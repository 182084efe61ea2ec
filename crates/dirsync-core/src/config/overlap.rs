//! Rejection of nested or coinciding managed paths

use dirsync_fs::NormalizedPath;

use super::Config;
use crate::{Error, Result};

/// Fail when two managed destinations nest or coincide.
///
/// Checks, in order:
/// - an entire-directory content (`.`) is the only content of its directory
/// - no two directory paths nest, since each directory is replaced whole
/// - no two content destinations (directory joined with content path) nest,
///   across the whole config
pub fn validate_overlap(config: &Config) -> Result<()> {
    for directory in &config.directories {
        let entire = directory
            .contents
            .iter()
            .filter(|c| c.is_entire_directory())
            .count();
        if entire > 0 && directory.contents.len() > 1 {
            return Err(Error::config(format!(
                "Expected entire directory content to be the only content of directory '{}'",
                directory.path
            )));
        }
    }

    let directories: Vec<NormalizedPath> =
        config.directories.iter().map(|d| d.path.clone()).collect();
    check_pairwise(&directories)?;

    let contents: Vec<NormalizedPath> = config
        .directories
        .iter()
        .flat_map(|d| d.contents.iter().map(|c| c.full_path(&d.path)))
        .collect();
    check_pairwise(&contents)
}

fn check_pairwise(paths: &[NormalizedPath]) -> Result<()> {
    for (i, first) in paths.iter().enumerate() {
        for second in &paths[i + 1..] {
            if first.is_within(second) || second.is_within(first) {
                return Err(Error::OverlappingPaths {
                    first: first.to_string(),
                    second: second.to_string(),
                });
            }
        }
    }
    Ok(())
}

____

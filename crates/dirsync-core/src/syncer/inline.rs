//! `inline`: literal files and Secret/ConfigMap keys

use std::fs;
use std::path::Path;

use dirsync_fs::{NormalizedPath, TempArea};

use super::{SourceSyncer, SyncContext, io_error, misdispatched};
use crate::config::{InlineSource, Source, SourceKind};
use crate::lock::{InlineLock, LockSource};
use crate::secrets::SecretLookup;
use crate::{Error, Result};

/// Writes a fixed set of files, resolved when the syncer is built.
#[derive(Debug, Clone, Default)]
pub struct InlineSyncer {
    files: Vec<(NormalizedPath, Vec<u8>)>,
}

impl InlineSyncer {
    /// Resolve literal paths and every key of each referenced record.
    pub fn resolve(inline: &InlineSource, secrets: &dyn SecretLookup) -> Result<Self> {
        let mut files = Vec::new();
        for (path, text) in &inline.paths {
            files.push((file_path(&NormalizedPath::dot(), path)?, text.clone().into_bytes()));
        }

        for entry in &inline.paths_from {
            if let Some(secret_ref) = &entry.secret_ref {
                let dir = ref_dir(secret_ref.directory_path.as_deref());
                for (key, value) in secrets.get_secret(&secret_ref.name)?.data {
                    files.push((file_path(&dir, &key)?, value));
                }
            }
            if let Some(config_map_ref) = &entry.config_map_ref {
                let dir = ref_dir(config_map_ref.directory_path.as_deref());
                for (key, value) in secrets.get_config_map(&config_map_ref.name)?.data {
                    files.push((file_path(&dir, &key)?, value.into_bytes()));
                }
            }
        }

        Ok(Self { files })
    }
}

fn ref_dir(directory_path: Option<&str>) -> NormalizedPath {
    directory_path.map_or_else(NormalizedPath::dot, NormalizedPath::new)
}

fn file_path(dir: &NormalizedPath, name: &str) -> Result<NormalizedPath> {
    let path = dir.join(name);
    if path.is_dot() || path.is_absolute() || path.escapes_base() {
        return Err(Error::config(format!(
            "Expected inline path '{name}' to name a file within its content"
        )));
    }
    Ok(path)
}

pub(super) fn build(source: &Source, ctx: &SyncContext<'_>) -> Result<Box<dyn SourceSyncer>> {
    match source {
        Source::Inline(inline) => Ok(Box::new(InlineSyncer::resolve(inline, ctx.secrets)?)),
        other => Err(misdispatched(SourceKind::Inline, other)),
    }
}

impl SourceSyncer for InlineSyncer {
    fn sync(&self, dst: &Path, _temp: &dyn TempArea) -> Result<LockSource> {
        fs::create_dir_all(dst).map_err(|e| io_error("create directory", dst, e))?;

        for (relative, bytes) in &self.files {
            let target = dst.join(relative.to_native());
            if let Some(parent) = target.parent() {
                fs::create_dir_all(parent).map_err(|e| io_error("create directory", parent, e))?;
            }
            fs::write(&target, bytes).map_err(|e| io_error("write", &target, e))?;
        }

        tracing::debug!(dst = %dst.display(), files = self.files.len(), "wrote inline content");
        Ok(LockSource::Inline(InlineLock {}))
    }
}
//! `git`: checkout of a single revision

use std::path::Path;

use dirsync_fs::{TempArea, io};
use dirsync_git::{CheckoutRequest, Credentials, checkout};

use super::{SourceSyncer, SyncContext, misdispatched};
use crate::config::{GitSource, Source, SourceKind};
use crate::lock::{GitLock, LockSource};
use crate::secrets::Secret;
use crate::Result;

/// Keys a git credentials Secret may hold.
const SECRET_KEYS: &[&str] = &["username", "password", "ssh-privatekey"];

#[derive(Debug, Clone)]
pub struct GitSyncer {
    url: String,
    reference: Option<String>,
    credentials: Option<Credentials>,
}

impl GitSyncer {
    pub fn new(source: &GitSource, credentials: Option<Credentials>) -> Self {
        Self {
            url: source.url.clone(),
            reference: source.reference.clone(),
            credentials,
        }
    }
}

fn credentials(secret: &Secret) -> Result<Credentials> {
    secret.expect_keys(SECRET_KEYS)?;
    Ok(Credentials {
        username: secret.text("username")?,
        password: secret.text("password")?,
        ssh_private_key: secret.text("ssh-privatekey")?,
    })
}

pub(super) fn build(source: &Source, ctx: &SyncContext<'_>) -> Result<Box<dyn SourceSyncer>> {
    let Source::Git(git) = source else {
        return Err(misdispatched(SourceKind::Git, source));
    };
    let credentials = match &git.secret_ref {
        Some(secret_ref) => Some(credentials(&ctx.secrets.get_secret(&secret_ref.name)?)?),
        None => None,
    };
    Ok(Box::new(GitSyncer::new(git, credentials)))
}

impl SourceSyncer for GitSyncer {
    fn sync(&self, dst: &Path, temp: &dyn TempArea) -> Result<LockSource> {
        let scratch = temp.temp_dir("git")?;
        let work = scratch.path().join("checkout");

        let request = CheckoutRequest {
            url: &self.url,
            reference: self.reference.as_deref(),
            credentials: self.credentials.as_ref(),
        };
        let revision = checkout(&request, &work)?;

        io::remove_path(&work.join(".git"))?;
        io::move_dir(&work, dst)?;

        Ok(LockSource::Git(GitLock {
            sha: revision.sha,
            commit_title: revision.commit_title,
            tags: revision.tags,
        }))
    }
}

____

Copy each line of the listing that carries the word "target".

§ **Written answer**:
            let target = dst.join(relative.to_native());
            if let Some(parent) = target.parent() {
            fs::write(&target, bytes).map_err(|e| io_error("write", &target, e))?;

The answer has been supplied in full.